The tenure of officiating director Sanghamitra Bandyopadhyay expired on December 31, 2025.

In January, the council chairman appointed Ayanaendranath Basu, the senior-most professor at ISI, as the officiating director.

The teachers alleged that after the selection process to appoint a new full-term director was initiated, the ministry proposed a new legislation for the ISI governance structure, “which is inappropriate”.

“The appointment of a new regular director is of greater importance to us for the appropriate administrative functioning of the institute than bringing in a new ‘statutory body corporate structure’,” the letter says.

The ISI bill proposes to dissolve the society-based governance structure and
introduce a board of governors vested with absolute powers.

The ministry would hand-pick the board members.

The teachers alleged that the advertisement for the post of ISI director, published on May 19, 2025, says that the ISI director functions within the framework of the ISI Act, 1959. The revised ISI bill, however, seeks to repeal the 1959 Act.

An email to Kopilil Radhakrishnan, the chairman of the council, from this newspaper received no response.

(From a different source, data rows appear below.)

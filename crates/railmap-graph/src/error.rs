#[derive(Debug, thiserror::Error)]
pub enum Error {
    #[error("unknown station: {shortcode}")]
    UnknownStation { shortcode: String },

    #[error("platform {platform} of station {from} leads to unknown station {to}")]
    DanglingPlatform {
        from: String,
        platform: String,
        to: String,
    },

    #[error("invalid network JSON: {0}")]
    Json(#[from] serde_json::Error),
}

pub type Result<T> = std::result::Result<T, Error>;
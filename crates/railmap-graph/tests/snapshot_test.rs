use railmap_graph::{
    Adjacency, GraphSnapshot, Network, PlatformRecord, ServiceKind, StationRecord,
};

fn network(ids: &[&str], connections: &[(&str, &str)]) -> Network {
    let mut net = Network::new();
    for id in ids {
        net.insert_station(*id, StationRecord::default());
    }
    for (n, (from, to)) in connections.iter().enumerate() {
        net.insert_platform(from, n.to_string(), PlatformRecord::new(*to))
            .unwrap();
    }
    net
}

#[test]
fn snapshot_keeps_network_order() {
    let net = network(&["C", "A", "B"], &[]);
    let g = GraphSnapshot::build(&net);

    assert_eq!(g.ids(), ["C", "A", "B"]);
    assert_eq!(g.index_of("A"), Some(1));
    assert_eq!(g.id(2), Some("B"));
    assert_eq!(g.index_of("Z"), None);
    assert_eq!(g.len(), 3);
}

#[test]
fn one_way_connections_still_count_as_adjacent_both_ways() {
    let net = network(&["A", "B", "C"], &[("A", "B")]);
    let g = GraphSnapshot::build(&net);

    assert!(g.adjacent(0, 1));
    assert!(g.adjacent(1, 0));
    assert!(g.directed(0, 1));
    assert!(!g.directed(1, 0));
    assert!(!g.adjacent(0, 2));
    assert!(!g.adjacent(2, 1));
}

#[test]
fn stations_without_connections_have_no_neighbors() {
    let net = network(&["A", "B", "LONE"], &[("A", "B"), ("B", "A")]);
    let g = GraphSnapshot::build(&net);

    assert!(g.neighbors(2).is_empty());
    assert_eq!(g.degree(2), 0);
    assert!((0..3).all(|j| !g.adjacent(2, j)));
}

#[test]
fn neighbors_are_sorted_and_deduplicated() {
    let net = network(
        &["A", "B", "C", "D"],
        &[("D", "A"), ("A", "D"), ("A", "B"), ("C", "A"), ("A", "B")],
    );
    let g = GraphSnapshot::build(&net);

    assert_eq!(g.neighbors(0), [1, 2, 3]);
    assert_eq!(g.neighbors(3), [0]);
}

#[test]
fn dangling_platforms_and_self_loops_are_ignored() {
    let net = network(&["A", "B"], &[("A", "GHOST"), ("A", "A"), ("A", "B")]);
    let g = GraphSnapshot::build(&net);

    assert!(!g.adjacent(0, 0));
    assert_eq!(g.neighbors(0), [1]);
    assert_eq!(g.links().len(), 1);
}

#[test]
fn links_are_deduplicated_and_carry_both_platforms() {
    let mut net = Network::new();
    for id in ["A", "B", "C"] {
        net.insert_station(id, StationRecord::default());
    }
    net.insert_platform(
        "A",
        "a1",
        PlatformRecord::new("B").with_kind(ServiceKind::A),
    )
    .unwrap();
    net.insert_platform("B", "b1", PlatformRecord::new("A"))
        .unwrap();
    net.insert_platform("C", "c1", PlatformRecord::new("B"))
        .unwrap();

    let g = GraphSnapshot::build(&net);
    let links = g.links();
    assert_eq!(links.len(), 2);

    assert_eq!((links[0].a, links[0].b), (0, 1));
    assert_eq!(links[0].a_platform, "a1");
    assert_eq!(links[0].b_platform, "b1");
    assert_eq!(links[0].kind, ServiceKind::A);

    assert_eq!((links[1].a, links[1].b), (2, 1));
    assert_eq!(links[1].a_platform, "c1");
    assert_eq!(links[1].b_platform, "?");
}
//! Per-connection placement data for whatever draws the connecting elements.

use crate::graph::ServiceKind;
use crate::state::{LayoutContext, Point};
use nalgebra::Vector2;
use serde::Serialize;

#[derive(Debug, Clone, PartialEq, Serialize)]
pub struct Segment {
    pub a: String,
    pub b: String,
    pub a_platform: String,
    pub b_platform: String,
    pub kind: ServiceKind,
    #[serde(skip_serializing_if = "Option::is_none")]
    pub service: Option<String>,
    pub midpoint: Point,
    /// Heading from `a` to `b` in radians, measured from the x axis towards z.
    pub orientation: f64,
    pub length: f64,
}

/// Midpoint, heading and length of the straight line from `a` to `b`.
pub fn span(a: Vector2<f64>, b: Vector2<f64>) -> (Vector2<f64>, f64, f64) {
    let d = b - a;
    ((a + b) / 2.0, d.y.atan2(d.x), d.norm())
}

pub fn segments(ctx: &LayoutContext) -> Vec<Segment> {
    let snapshot = ctx.snapshot();
    let bodies = ctx.state().bodies();
    snapshot
        .links()
        .iter()
        .filter_map(|link| {
            let (a, b) = (bodies.get(link.a)?, bodies.get(link.b)?);
            let (midpoint, orientation, length) = span(a.position, b.position);
            Some(Segment {
                a: snapshot.id(link.a)?.to_string(),
                b: snapshot.id(link.b)?.to_string(),
                a_platform: link.a_platform.clone(),
                b_platform: link.b_platform.clone(),
                kind: link.kind.clone(),
                service: link.service.clone(),
                midpoint: midpoint.into(),
                orientation,
                length,
            })
        })
        .collect()
}
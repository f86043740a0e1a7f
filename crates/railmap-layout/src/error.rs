#[derive(Debug, thiserror::Error)]
pub enum Error {
    #[error(transparent)]
    Graph(#[from] railmap_graph::Error),

    #[error("invalid layout config: {key} {reason}")]
    InvalidConfig { key: &'static str, reason: String },

    #[error("invalid layout config JSON: {0}")]
    ConfigJson(#[from] serde_json::Error),
}

pub type Result<T> = std::result::Result<T, Error>;
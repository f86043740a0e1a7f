//! Stateless pairwise spring step.
//!
//! Given points and an adjacency relation, returns new points after three rules:
//! every point moves a fixed distance towards the origin, adjacent pairs move towards a target
//! distance from each other, and non-adjacent pairs that are close push apart with a force that
//! grows as `distance^-1.5`. Pair terms are computed from the input points, not from the partly
//! updated output.

use crate::algo::SpringOptions;
use crate::graph::Adjacency;
use nalgebra::Vector2;

pub fn step<A>(points: &[Vector2<f64>], adjacency: &A, opts: &SpringOptions) -> Vec<Vector2<f64>>
where
    A: Adjacency + ?Sized,
{
    let mut next: Vec<Vector2<f64>> = points
        .iter()
        .map(|p| {
            let len = p.norm();
            if len > 0.0 {
                // Clamped so a point near the origin lands on it rather than overshooting.
                p - p * (opts.gravity.min(len) / len)
            } else {
                *p
            }
        })
        .collect();

    for i in 0..points.len() {
        for j in 0..i {
            let diff = points[j] - points[i];
            let dist = diff.norm();
            if dist <= 0.0 {
                continue;
            }
            let direction = diff / dist;

            let magnitude = if adjacency.adjacent(i, j) {
                opts.adjacent * (opts.adjacent_target - dist)
            } else if dist <= opts.not_adjacent_threshold {
                opts.not_adjacent / dist.powf(1.5)
            } else {
                continue;
            };

            let delta = direction * magnitude;
            next[j] += delta;
            next[i] -= delta;
        }
    }

    next
}

/// Mean Euclidean distance between corresponding points. Zero for empty input.
pub fn mean_displacement(old: &[Vector2<f64>], new: &[Vector2<f64>]) -> f64 {
    let n = old.len().min(new.len());
    if n == 0 {
        return 0.0;
    }
    let total: f64 = old.iter().zip(new).map(|(a, b)| (b - a).norm()).sum();
    total / n as f64
}
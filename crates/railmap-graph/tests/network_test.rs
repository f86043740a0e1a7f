use railmap_graph::{Error, MissingReverse, Network, PlatformRecord, ServiceKind, StationRecord};

fn two_way(net: &mut Network, a: &str, b: &str) {
    net.insert_platform(a, format!("{a}-{b}"), PlatformRecord::new(b))
        .unwrap();
    net.insert_platform(b, format!("{b}-{a}"), PlatformRecord::new(a))
        .unwrap();
}

#[test]
fn network_parses_loader_json_in_order() {
    let net = Network::from_json_str(
        r#"{
            "ZZZ": { "name": "Zed", "cx": 100.0, "cz": -200.0,
                     "platforms": { "1": { "to": "AAA", "type": "Y", "service": "Local" } } },
            "AAA": { "platforms": { "2": { "to": "ZZZ" } } }
        }"#,
    )
    .unwrap();

    assert_eq!(net.shortcodes().collect::<Vec<_>>(), vec!["ZZZ", "AAA"]);
    let zzz = net.station("ZZZ").unwrap();
    assert_eq!(zzz.name.as_deref(), Some("Zed"));
    assert_eq!(zzz.platforms["1"].kind, ServiceKind::Y);
    assert_eq!(zzz.platforms["1"].service.as_deref(), Some("Local"));
    assert_eq!(net.station("AAA").unwrap().platforms["2"].kind, ServiceKind::X);
}

#[test]
fn unknown_service_kinds_are_preserved() {
    let net = Network::from_json_str(r#"{"A": {"platforms": {"p": {"to": "A", "kind": "Q"}}}}"#)
        .unwrap();
    let kind = &net.station("A").unwrap().platforms["p"].kind;
    assert_eq!(kind, &ServiceKind::Other("Q".to_string()));
    assert_eq!(kind.as_str(), "Q");
}

#[test]
fn malformed_json_is_an_error() {
    let err = Network::from_json_str("[1, 2]").unwrap_err();
    assert!(matches!(err, Error::Json(_)));
}

#[test]
fn fixed_coordinate_treats_origin_and_blanks_as_missing() {
    let mut net = Network::new();
    net.insert_station("A", StationRecord::anchored(300.0, 0.0));
    net.insert_station("B", StationRecord::anchored(0.0, 0.0));
    net.insert_station(
        "C",
        StationRecord {
            cz: Some(-50.0),
            ..Default::default()
        },
    );
    net.insert_station("D", StationRecord::default());

    assert_eq!(net.fixed_coordinate("A"), Some((300.0, 0.0)));
    assert_eq!(net.fixed_coordinate("B"), None);
    assert_eq!(net.fixed_coordinate("C"), Some((0.0, -50.0)));
    assert_eq!(net.fixed_coordinate("D"), None);
    assert_eq!(net.fixed_coordinate("missing"), None);
}

#[test]
fn insert_platform_requires_a_known_source() {
    let mut net = Network::new();
    let err = net
        .insert_platform("nowhere", "1", PlatformRecord::new("A"))
        .unwrap_err();
    assert!(matches!(err, Error::UnknownStation { shortcode } if shortcode == "nowhere"));
}

#[test]
fn validate_reports_dangling_platforms() {
    let mut net = Network::new();
    net.insert_station("A", StationRecord::default());
    net.insert_platform("A", "1", PlatformRecord::new("GHOST"))
        .unwrap();

    match net.validate() {
        Err(Error::DanglingPlatform { from, platform, to }) => {
            assert_eq!((from.as_str(), platform.as_str(), to.as_str()), ("A", "1", "GHOST"));
        }
        other => panic!("expected a dangling platform, got {other:?}"),
    }
}

#[test]
fn missing_reverse_connections_are_listed() {
    let mut net = Network::new();
    for id in ["A", "B", "C"] {
        net.insert_station(id, StationRecord::default());
    }
    two_way(&mut net, "A", "B");
    net.insert_platform("B", "to-c", PlatformRecord::new("C"))
        .unwrap();

    assert_eq!(
        net.missing_reverse_connections(),
        vec![MissingReverse {
            from: "B".to_string(),
            platform: "to-c".to_string(),
            to: "C".to_string(),
        }]
    );
    assert!(net.validate().is_ok());
}

#[test]
fn prune_platformless_drops_isolated_records() {
    let mut net = Network::new();
    for id in ["A", "B", "LONELY"] {
        net.insert_station(id, StationRecord::default());
    }
    two_way(&mut net, "A", "B");

    assert_eq!(net.prune_platformless(), vec!["LONELY".to_string()]);
    assert_eq!(net.len(), 2);
    assert!(!net.contains("LONELY"));
}
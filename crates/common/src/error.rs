use thiserror::Error;

/// Canonical Quarry error taxonomy used across crates.
///
/// Classification guidance:
/// - [`QuarryError::Planning`]: name/shape issues discovered while building a plan
/// - [`QuarryError::Precondition`]: caller broke an API contract; never retried
/// - [`QuarryError::CorruptMetadata`]: catalog state violating a storage invariant
/// - [`QuarryError::InvalidConfig`]: catalog/config file contract violations
/// - [`QuarryError::Io`]: raw filesystem IO failures from std APIs
#[derive(Debug, Error)]
pub enum QuarryError {
    /// Invalid or inconsistent configuration/catalog state.
    ///
    /// Examples:
    /// - malformed catalog snapshot JSON
    /// - table definition missing required fields
    #[error("invalid configuration: {0}")]
    InvalidConfig(String),

    /// Query planning failures.
    ///
    /// Examples:
    /// - unknown table
    #[error("planning error: {0}")]
    Planning(String),

    /// A caller-side contract violation. Fatal for the operation that raised
    /// it: no retry, no partial result.
    ///
    /// Examples:
    /// - more key-range predicates than clustering columns
    /// - a concrete execution-node count of zero
    /// - a rack-level node request handed to a host-level scheduler
    #[error("precondition violated: {0}")]
    Precondition(String),

    /// Storage metadata violating a structural invariant.
    ///
    /// Carries the owning file path and byte offset so the offending entry
    /// can be located in the block catalog.
    #[error("corrupt block metadata for {path} at offset {offset}: {detail}")]
    CorruptMetadata {
        /// Path of the data file the bad block belongs to.
        path: String,
        /// Byte offset of the bad block within the file.
        offset: u64,
        /// What invariant the block broke.
        detail: String,
    },

    /// Transparent std IO failures.
    #[error("io error: {0}")]
    Io(#[from] std::io::Error),
}

/// Standard Quarry result alias.
pub type Result<T> = std::result::Result<T, QuarryError>;
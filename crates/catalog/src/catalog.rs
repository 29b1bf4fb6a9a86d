use quarry_common::{QuarryError, Result};
use serde::{Deserialize, Serialize};
use std::collections::HashMap;
use std::fs;
use std::sync::Arc;

use crate::partition::Partition;

/// Table metadata visible to the planner.
#[derive(Debug, Clone, Serialize, Deserialize)]
pub struct TableMeta {
    /// Table name as registered in the catalog.
    pub name: String,
    /// Number of clustering columns. Every partition of the table must carry
    /// exactly this many key values.
    pub clustering_cols: usize,
    /// All partitions of the table, in catalog order.
    #[serde(default)]
    pub partitions: Vec<Arc<Partition>>,
}

/// Name-keyed table registry, loaded from the external catalog service or
/// from a JSON snapshot.
#[derive(Debug, Default)]
pub struct Catalog {
    tables: HashMap<String, TableMeta>,
}

impl Catalog {
    pub fn new() -> Self {
        Self { tables: HashMap::new() }
    }

    pub fn register_table(&mut self, table: TableMeta) {
        self.tables.insert(table.name.clone(), table);
    }

    pub fn get(&self, name: &str) -> Result<&TableMeta> {
        self.tables
            .get(name)
            .ok_or_else(|| QuarryError::Planning(format!("unknown table: {name}")))
    }

    pub fn load_from_json(path: &str) -> Result<Self> {
        let s = fs::read_to_string(path)?;
        let tables: Vec<TableMeta> =
            serde_json::from_str(&s).map_err(|e| QuarryError::InvalidConfig(e.to_string()))?;
        let mut cat = Catalog::new();
        for t in tables {
            cat.register_table(t);
        }
        Ok(cat)
    }
}
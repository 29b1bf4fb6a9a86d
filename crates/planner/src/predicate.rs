use quarry_catalog::Literal;

/// Membership test for one clustering-column literal.
///
/// Predicate analysis derives these from literal comparisons against
/// partition key columns; the planner treats each one as an opaque
/// capability and only ever asks "is this key value inside the range".
pub trait KeyRange: Send + Sync {
    /// True when `value` falls inside the range.
    fn contains(&self, value: &Literal) -> bool;
}

/// Per-column key-range slots, one per leading clustering column.
///
/// A `None` slot leaves its column unrestricted. The slice may cover a
/// prefix of the clustering columns, never more than all of them.
pub type KeyRanges = [Option<Box<dyn KeyRange>>];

An ISI teacher who signed the emailed petition to Radhakrishnan last month said teacher appointments and the introduction of new courses were suspended in the absence of a full-term director.

ISI, Calcutta, has 60 vacant teacher posts out of a sanctioned strength of 281. Of the 757 sanctioned non-faculty posts, more than 350 are vacant.

“We are struggling in the absence of adequate teachers. Had there been a permanent director, a process could have been initiated to fill the vacant teaching and non-teaching posts,” a professor said.

“A full-term director also feels free to call a meeting of the academic council, so there could be deliberation on new courses and the curriculum. A stalemate-like situation is being created by delaying the appointment of a full-term director,” another professor said.

The contentious new structure being proposed by the ministry seeks to bypass the councils- the council and the academic council.

Under the present society-based structure, the council is the highest decision-making body on administrative affairs.

The academic council is the highest decision-making body on academic affairs.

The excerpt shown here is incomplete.